3. The boss says, “Whoa, don’t badmouth the new business partner; he doesn’t even know I’m moving him to your office. I made the decision; and it’s final. Now quit your whining.” Probable outcome: You move and it’s pretty clear what your boss thinks and you have another challenge to deal with—relationship and trust issues with your boss.
While some of these outcomes might occur no matter how skilled your approach, I know with 100 percent certainty that you’ll feel better about yourself and you’ll make it safe to have future tough conversations if you start this one in a positive way. This leads me to your third possible action.
Action: You speak up with candor and courtesy. You look at this situation, ask the humanizing question—”Why would a reasonable, rational, decent person do this?”—overcome your fears, practice in private with a friend, then set an appointment with your boss and explain the situation.

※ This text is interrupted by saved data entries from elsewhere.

//! Term co-occurrence graph builder
//!
//! Keyword TextRank connects candidate terms that appear within a window of
//! each other in the raw word stream. This builder uses FxHashMap adjacency
//! for O(1) edge updates during construction.

use crate::types::Term;
use rustc_hash::FxHashMap;

/// A node in the graph builder
#[derive(Debug, Clone)]
pub struct BuilderNode {
    /// The term for this node
    pub label: String,
    /// Adjacency list: target node ID -> edge weight
    pub edges: FxHashMap<u32, f64>,
}

impl BuilderNode {
    /// Create a new node
    pub fn new(label: impl Into<String>) -> Self {
        Self {
            label: label.into(),
            edges: FxHashMap::default(),
        }
    }
}

/// A mutable, undirected graph builder
#[derive(Debug)]
pub struct GraphBuilder {
    /// Maps label -> node ID
    label_to_id: FxHashMap<String, u32>,
    /// Node storage, in first-seen order
    nodes: Vec<BuilderNode>,
}

impl Default for GraphBuilder {
    fn default() -> Self {
        Self::new()
    }
}

impl GraphBuilder {
    /// Create a new empty graph builder
    pub fn new() -> Self {
        Self {
            label_to_id: FxHashMap::default(),
            nodes: Vec::new(),
        }
    }

    /// Create a graph builder with pre-allocated capacity
    pub fn with_capacity(node_capacity: usize) -> Self {
        Self {
            label_to_id: FxHashMap::with_capacity_and_hasher(node_capacity, Default::default()),
            nodes: Vec::with_capacity(node_capacity),
        }
    }

    /// Get or create a node for the given label, returning its ID
    pub fn get_or_create_node(&mut self, label: &str) -> u32 {
        if let Some(&id) = self.label_to_id.get(label) {
            return id;
        }

        let id = self.nodes.len() as u32;
        self.label_to_id.insert(label.to_string(), id);
        self.nodes.push(BuilderNode::new(label));
        id
    }

    /// Increment the edge weight between two nodes
    ///
    /// If the edge doesn't exist, it's created with the given weight.
    pub fn increment_edge(&mut self, from: u32, to: u32, weight: f64) {
        if from == to {
            return; // No self-loops
        }

        // Add edge in both directions (undirected graph)
        if let Some(node) = self.nodes.get_mut(from as usize) {
            *node.edges.entry(to).or_insert(0.0) += weight;
        }
        if let Some(node) = self.nodes.get_mut(to as usize) {
            *node.edges.entry(from).or_insert(0.0) += weight;
        }
    }

    /// Build a co-occurrence graph from a term stream.
    ///
    /// Each candidate is linked to every later, different candidate whose
    /// position is less than `window_size` words away. Non-candidates still
    /// occupy positions. Repeated co-occurrence accumulates edge weight.
    ///
    /// Nodes are created only when an edge is recorded, so a candidate with
    /// no partner inside any window never enters the graph.
    pub fn from_terms(terms: &[Term], window_size: usize) -> Self {
        let mut builder = Self::with_capacity(terms.len() / 2);

        for (j, term) in terms.iter().enumerate() {
            if !term.is_candidate {
                continue;
            }

            let partners = terms[j + 1..]
                .iter()
                .take_while(|other| other.position < term.position + window_size)
                .filter(|other| other.is_candidate && other.text != term.text);

            for other in partners {
                let from = builder.get_or_create_node(&term.text);
                let to = builder.get_or_create_node(&other.text);
                builder.increment_edge(from, to, 1.0);
            }
        }

        builder
    }

    /// Get the number of nodes in the graph
    pub fn node_count(&self) -> usize {
        self.nodes.len()
    }

    /// Get the total number of edges (counting each undirected edge once)
    pub fn edge_count(&self) -> usize {
        self.nodes.iter().map(|n| n.edges.len()).sum::<usize>() / 2
    }

    /// Get a node by ID
    pub fn get_node(&self, id: u32) -> Option<&BuilderNode> {
        self.nodes.get(id as usize)
    }

    /// Get a node ID by label
    pub fn get_node_id(&self, label: &str) -> Option<u32> {
        self.label_to_id.get(label).copied()
    }

    /// Iterate over all nodes
    pub fn nodes(&self) -> impl Iterator<Item = (u32, &BuilderNode)> {
        self.nodes.iter().enumerate().map(|(i, n)| (i as u32, n))
    }

    /// Check if the graph is empty
    pub fn is_empty(&self) -> bool {
        self.nodes.is_empty()
    }
}
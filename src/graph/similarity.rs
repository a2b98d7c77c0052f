//! Dense sentence similarity graph
//!
//! The sentence graph is complete: every ordered pair `(i, j)` with `i != j`
//! has an entry, and the diagonal is always zero. Rows are normalized in place
//! to form the transition matrix consumed by PageRank.

use crate::summarizer::term_bag::TermBag;
use rayon::prelude::*;

/// An N×N matrix of non-negative sentence affinities, stored row-major
#[derive(Debug, Clone, PartialEq)]
pub struct SimilarityMatrix {
    size: usize,
    weights: Vec<f64>,
    normalized: bool,
}

impl SimilarityMatrix {
    /// Build the raw (symmetric) similarity matrix from per-sentence term bags.
    ///
    /// Rows are computed with rayon once `bags.len()` reaches
    /// `parallel_threshold`; the result is identical either way.
    pub fn build(bags: &[TermBag], parallel_threshold: usize) -> Self {
        let size = bags.len();

        // Upper triangle only; each row i holds similarities to j > i
        let upper_row = |i: usize| -> Vec<f64> {
            ((i + 1)..size)
                .map(|j| bags[i].cosine_similarity(&bags[j]))
                .collect()
        };

        let upper: Vec<Vec<f64>> = if size >= parallel_threshold {
            (0..size).into_par_iter().map(upper_row).collect()
        } else {
            (0..size).map(upper_row).collect()
        };

        let mut weights = vec![0.0; size * size];
        for (i, row) in upper.into_iter().enumerate() {
            for (offset, sim) in row.into_iter().enumerate() {
                let j = i + 1 + offset;
                weights[i * size + j] = sim;
                weights[j * size + i] = sim;
            }
        }

        Self {
            size,
            weights,
            normalized: false,
        }
    }

    /// Build a matrix from explicit rows (mainly for tests).
    ///
    /// The diagonal is forced to zero. Returns `None` if the rows are not
    /// square or contain negative or non-finite weights.
    pub fn from_rows(rows: &[Vec<f64>]) -> Option<Self> {
        let size = rows.len();
        let mut weights = Vec::with_capacity(size * size);
        for (i, row) in rows.iter().enumerate() {
            if row.len() != size {
                return None;
            }
            for (j, &w) in row.iter().enumerate() {
                if !w.is_finite() || w < 0.0 {
                    return None;
                }
                weights.push(if i == j { 0.0 } else { w });
            }
        }
        Some(Self {
            size,
            weights,
            normalized: false,
        })
    }

    /// Row-normalize into a transition matrix.
    ///
    /// Rows with a nonzero sum are divided by it; all-zero rows stay zero.
    pub fn normalize_rows(&mut self) {
        if self.size == 0 {
            self.normalized = true;
            return;
        }
        for row in self.weights.chunks_mut(self.size) {
            let sum: f64 = row.iter().sum();
            if sum != 0.0 {
                for w in row.iter_mut() {
                    *w /= sum;
                }
            }
        }
        self.normalized = true;
    }

    /// Consume and return the row-normalized matrix
    pub fn into_normalized(mut self) -> Self {
        self.normalize_rows();
        self
    }

    /// Number of sentences (rows)
    pub fn size(&self) -> usize {
        self.size
    }

    /// Whether `normalize_rows` has been applied
    pub fn is_normalized(&self) -> bool {
        self.normalized
    }

    /// Weight of the edge from `i` to `j`
    pub fn get(&self, i: usize, j: usize) -> f64 {
        self.weights[i * self.size + j]
    }

    /// Row `i` as a slice
    pub fn row(&self, i: usize) -> &[f64] {
        &self.weights[i * self.size..(i + 1) * self.size]
    }

    /// Iterate over rows
    pub fn rows(&self) -> impl Iterator<Item = &[f64]> + '_ {
        // chunks(0) panics, and an empty matrix has no rows
        self.weights.chunks(self.size.max(1))
    }

    /// Sum of row `i`
    pub fn row_sum(&self, i: usize) -> f64 {
        self.row(i).iter().sum()
    }

    /// Check if every weight is zero
    pub fn is_zero(&self) -> bool {
        self.weights.iter().all(|&w| w == 0.0)
    }

    /// Check symmetry within `tolerance`
    pub fn is_symmetric(&self, tolerance: f64) -> bool {
        (0..self.size).all(|i| {
            ((i + 1)..self.size).all(|j| (self.get(i, j) - self.get(j, i)).abs() <= tolerance)
        })
    }
}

It could sound something like this: “Jan, I read your e-mail saying the new business partner is moving into my office and I am moving to office 2C. I’m wondering how that decision was made and if it’s final. I think there are several reasons for me to stay in that office and have the new business partner take a different office. Can we talk?”
Your boss responds: “Oh, I didn’t know it was an issue. If you like, stay where you are.”
For an instant, you hesitate. You have eleven good reasons you should stay put and she’s not asking for them, but you swallow all of them and say thanks. You realize you assumed you knew the reasons for the office change—this caused you to get upset and potentially rude. However, you prepared and practiced, spoke up, and found that there wasn’t really a reason. Probable outcome: you stay in your office and you maintain your reputation.
Of course, there are other variations of these three actions—don’t speak up, speak up with emotion, speak up with candor and courtesy—but this is the point I want to reinforce: when facing a crucial conversation, we have three options:
1. We can avoid the issue, but our feelings generally leak out as gossip and we don’t get the results we want.
2. We can attack and unleash pent-up frustration and demands, but even if we get what we want in the short term, our actions almost always tarnish our reputation.
3. We can address the issue with candor and courtesy and fill the pool of shared meaning with information from all sides of the issue. When we engage in dialogue, we are likely to get the best result—even if it isn’t always the one we wanted—and we are likely to maintain our good reputation and strong relationships.
I hope my advice will help you hold the right conversation to achieve the right result.